**What you have to do**. Each line from the start of the entries through the line that contains "membership can be" should be output exactly, please.

(Records from a data collection)
┌──

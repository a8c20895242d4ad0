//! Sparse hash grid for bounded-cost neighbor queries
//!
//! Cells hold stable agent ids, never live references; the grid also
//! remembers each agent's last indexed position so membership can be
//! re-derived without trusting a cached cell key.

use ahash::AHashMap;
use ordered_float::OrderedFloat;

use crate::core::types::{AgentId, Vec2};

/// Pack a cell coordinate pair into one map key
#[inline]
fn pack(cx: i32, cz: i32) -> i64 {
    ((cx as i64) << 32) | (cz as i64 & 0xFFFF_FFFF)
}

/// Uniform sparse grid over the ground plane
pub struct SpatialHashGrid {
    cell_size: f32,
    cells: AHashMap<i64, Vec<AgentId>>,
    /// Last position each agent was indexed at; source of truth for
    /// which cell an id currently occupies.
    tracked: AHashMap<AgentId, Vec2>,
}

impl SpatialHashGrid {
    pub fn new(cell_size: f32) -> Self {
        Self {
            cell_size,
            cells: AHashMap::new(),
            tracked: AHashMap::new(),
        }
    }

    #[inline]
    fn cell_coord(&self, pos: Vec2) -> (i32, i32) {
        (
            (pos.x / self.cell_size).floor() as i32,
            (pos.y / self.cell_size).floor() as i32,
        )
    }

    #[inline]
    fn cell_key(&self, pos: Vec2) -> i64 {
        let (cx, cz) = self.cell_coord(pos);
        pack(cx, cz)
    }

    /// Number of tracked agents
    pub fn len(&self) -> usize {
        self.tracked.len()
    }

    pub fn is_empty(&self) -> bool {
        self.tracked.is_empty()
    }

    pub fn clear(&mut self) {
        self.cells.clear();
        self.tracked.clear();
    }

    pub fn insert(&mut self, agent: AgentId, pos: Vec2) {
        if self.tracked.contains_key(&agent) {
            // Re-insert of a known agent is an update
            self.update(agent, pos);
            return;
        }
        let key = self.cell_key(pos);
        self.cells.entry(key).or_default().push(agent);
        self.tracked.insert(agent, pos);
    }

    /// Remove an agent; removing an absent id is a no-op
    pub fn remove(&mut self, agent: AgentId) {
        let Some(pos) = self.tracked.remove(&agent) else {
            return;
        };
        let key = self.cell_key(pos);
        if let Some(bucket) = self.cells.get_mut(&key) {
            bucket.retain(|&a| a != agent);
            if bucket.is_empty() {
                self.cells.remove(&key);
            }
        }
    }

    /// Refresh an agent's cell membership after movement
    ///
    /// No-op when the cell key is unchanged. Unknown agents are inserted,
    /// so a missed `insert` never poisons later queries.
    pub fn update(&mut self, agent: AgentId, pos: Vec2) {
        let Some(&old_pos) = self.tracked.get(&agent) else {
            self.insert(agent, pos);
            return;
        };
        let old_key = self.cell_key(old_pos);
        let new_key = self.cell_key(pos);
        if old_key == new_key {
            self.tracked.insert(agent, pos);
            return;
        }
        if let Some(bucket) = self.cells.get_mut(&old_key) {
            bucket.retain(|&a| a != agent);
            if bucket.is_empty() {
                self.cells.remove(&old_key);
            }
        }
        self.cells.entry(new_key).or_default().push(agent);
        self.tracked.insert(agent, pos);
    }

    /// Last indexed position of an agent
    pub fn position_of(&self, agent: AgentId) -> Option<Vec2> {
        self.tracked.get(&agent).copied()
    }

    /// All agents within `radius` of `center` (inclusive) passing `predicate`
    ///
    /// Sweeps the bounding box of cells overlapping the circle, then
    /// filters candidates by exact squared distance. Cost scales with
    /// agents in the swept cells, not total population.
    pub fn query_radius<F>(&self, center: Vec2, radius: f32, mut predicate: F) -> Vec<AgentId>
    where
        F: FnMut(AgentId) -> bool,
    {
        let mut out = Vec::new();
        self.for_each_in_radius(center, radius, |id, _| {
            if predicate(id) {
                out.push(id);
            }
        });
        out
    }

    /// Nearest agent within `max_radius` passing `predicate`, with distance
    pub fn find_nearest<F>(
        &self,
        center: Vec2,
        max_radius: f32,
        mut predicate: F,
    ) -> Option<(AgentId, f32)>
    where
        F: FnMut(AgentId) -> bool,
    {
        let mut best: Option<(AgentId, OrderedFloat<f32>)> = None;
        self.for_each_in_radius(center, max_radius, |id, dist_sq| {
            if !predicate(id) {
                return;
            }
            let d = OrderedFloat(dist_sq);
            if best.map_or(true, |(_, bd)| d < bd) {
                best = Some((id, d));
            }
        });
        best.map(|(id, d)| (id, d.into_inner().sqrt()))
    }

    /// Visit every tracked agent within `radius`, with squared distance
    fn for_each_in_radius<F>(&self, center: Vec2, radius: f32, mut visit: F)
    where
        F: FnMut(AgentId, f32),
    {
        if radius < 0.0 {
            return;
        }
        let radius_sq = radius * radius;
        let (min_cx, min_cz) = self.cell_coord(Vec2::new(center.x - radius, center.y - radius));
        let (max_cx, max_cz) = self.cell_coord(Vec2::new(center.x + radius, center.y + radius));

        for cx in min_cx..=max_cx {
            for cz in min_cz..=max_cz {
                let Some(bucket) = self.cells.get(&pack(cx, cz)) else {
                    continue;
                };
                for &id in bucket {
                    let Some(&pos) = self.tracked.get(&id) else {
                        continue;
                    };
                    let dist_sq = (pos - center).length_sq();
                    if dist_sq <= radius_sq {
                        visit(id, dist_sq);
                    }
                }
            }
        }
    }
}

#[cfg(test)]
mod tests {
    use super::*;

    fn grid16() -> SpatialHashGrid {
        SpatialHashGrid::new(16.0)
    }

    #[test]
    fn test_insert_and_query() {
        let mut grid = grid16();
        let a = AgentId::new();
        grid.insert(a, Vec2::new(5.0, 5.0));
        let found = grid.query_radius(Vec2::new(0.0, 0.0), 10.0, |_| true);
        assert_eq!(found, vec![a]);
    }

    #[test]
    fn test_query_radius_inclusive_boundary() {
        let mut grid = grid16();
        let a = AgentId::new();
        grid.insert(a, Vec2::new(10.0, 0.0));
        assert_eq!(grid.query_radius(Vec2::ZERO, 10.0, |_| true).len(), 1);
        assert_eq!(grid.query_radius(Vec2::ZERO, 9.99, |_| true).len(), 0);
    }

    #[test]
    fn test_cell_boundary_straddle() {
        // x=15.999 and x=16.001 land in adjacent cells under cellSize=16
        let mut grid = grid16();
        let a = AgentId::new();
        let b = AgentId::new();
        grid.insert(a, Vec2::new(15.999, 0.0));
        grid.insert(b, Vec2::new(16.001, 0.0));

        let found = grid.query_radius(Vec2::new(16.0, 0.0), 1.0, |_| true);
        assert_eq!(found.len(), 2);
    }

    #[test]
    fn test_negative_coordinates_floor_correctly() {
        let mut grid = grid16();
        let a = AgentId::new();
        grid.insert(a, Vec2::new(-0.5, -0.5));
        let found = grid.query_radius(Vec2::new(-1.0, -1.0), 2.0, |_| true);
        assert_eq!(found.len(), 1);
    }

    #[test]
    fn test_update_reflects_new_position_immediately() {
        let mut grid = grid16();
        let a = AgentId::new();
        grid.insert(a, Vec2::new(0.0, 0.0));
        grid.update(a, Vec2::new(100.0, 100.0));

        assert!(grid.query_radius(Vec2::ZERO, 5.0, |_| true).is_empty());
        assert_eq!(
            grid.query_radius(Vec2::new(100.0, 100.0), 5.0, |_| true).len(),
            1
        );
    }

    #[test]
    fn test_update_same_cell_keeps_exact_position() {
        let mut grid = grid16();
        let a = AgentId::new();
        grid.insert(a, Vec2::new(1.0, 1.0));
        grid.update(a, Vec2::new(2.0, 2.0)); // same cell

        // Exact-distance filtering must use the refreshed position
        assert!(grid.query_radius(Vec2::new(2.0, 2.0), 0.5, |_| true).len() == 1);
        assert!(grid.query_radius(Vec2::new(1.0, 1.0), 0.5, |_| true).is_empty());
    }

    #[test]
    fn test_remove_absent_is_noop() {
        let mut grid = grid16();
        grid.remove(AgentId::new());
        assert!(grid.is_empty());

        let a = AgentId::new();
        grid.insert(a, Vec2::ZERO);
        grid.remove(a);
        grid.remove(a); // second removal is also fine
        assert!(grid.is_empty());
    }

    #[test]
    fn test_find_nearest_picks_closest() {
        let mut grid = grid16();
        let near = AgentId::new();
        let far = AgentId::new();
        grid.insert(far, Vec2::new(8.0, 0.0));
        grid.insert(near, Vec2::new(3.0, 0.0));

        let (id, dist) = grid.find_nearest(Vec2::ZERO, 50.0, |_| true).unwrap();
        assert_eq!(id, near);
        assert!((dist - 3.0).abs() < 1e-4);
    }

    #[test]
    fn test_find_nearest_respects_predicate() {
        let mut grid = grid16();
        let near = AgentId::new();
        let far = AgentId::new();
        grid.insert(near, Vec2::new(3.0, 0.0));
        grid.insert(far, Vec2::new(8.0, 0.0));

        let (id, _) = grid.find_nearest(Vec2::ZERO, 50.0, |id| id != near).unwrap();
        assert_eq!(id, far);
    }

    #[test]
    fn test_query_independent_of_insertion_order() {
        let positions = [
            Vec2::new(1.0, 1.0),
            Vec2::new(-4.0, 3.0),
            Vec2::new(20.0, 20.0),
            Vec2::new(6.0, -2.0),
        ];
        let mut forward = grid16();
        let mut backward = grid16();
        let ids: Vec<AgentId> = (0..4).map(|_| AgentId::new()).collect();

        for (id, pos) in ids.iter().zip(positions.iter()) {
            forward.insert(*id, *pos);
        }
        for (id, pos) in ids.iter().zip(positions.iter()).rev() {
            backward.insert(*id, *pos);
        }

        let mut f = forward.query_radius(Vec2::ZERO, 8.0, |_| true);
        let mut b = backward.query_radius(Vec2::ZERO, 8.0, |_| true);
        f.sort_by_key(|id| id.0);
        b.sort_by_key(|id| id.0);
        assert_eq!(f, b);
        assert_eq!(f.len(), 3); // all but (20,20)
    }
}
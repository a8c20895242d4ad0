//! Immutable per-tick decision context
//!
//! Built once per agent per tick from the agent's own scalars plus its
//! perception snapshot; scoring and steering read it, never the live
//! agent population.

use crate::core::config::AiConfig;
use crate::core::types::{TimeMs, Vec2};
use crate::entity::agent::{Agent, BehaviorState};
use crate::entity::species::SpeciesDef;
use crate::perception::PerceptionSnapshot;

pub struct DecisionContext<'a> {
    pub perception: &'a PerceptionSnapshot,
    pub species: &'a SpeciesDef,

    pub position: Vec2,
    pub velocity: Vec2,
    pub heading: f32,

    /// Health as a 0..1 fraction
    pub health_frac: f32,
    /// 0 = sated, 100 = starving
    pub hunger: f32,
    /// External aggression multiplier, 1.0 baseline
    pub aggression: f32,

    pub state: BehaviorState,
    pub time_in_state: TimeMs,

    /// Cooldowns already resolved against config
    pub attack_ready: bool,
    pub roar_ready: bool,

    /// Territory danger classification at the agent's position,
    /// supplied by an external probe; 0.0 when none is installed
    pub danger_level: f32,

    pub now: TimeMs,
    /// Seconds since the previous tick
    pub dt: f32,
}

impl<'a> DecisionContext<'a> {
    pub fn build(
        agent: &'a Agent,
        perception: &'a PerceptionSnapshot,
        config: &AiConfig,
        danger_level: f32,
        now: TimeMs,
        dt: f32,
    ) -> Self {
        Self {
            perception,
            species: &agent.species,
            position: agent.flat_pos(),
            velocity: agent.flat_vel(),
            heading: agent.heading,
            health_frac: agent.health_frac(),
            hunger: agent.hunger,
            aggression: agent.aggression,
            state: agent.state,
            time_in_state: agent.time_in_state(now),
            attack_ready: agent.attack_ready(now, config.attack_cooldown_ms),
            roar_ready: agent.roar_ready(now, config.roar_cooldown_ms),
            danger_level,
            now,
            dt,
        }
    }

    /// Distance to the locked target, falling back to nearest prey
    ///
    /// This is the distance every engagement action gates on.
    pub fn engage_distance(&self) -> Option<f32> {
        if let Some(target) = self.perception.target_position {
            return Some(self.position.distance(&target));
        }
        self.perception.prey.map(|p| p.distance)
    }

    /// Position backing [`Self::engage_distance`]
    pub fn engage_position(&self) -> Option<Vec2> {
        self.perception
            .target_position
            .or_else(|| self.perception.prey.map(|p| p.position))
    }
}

└──

**Answer below**.
repository a8c20895242d4ad0
//! Sparse hash grid for bounded-cost neighbor queries
//!
//! Cells hold stable agent ids, never live references; the grid also
//! remembers each agent's last indexed position so membership can be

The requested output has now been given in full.